[INTRO MUSIC] SPEAKER 1: Today's animal science students are discovering a world of opportunity beyond the family farm. Although widely recognized for outstanding undergraduate studies in animal production and management, Cornell University's program offers much more. The curriculum is designed to provide a tailor made education for students with a great diversity of animal interests.
In fact, most graduates will enter fields outside of animal production. Students are encouraged to combine their animal science studies with their interests in other fields. As a result, program graduates have more career opportunities than ever before.

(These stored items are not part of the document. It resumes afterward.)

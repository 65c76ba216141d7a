//! app-updater entry point
//!
//! Runs one update cycle for the configured installation root and maps any
//! failure to exit status 1 after printing it with a suggestion.

use anyhow::Result;
use app_updater::cli;
use app_updater::core::user_friendly_error;
use clap::Parser;

#[tokio::main]
async fn main() -> Result<()> {
    let cli = cli::Cli::parse();

    // Set up colored output for Windows
    #[cfg(windows)]
    colored::control::set_virtual_terminal(true).ok();

    match cli.execute().await {
        Ok(()) => Ok(()),
        Err(e) => {
            user_friendly_error(e).display();
            std::process::exit(1);
        }
    }
}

EJNAR KNUDSEN: Presently, I'm analyzing companies that are agribusiness companies. Loans range from five to $500 million in size. Having the background of Cornell with the agribusiness business education that I received, it well prepared me to be at this bank, Rabobank, in that Rabobank finances the leading agribusiness companies throughout the world.
ELLEN DIERENFELD: In my position as nutritionist for the New York Zoological Society, we are responsible for the feeding of animals at not only the Bronx Zoo but also our other wildlife conservation facilities. We've had some nutritional problems with captive elephants. One being vitamin E deficiency.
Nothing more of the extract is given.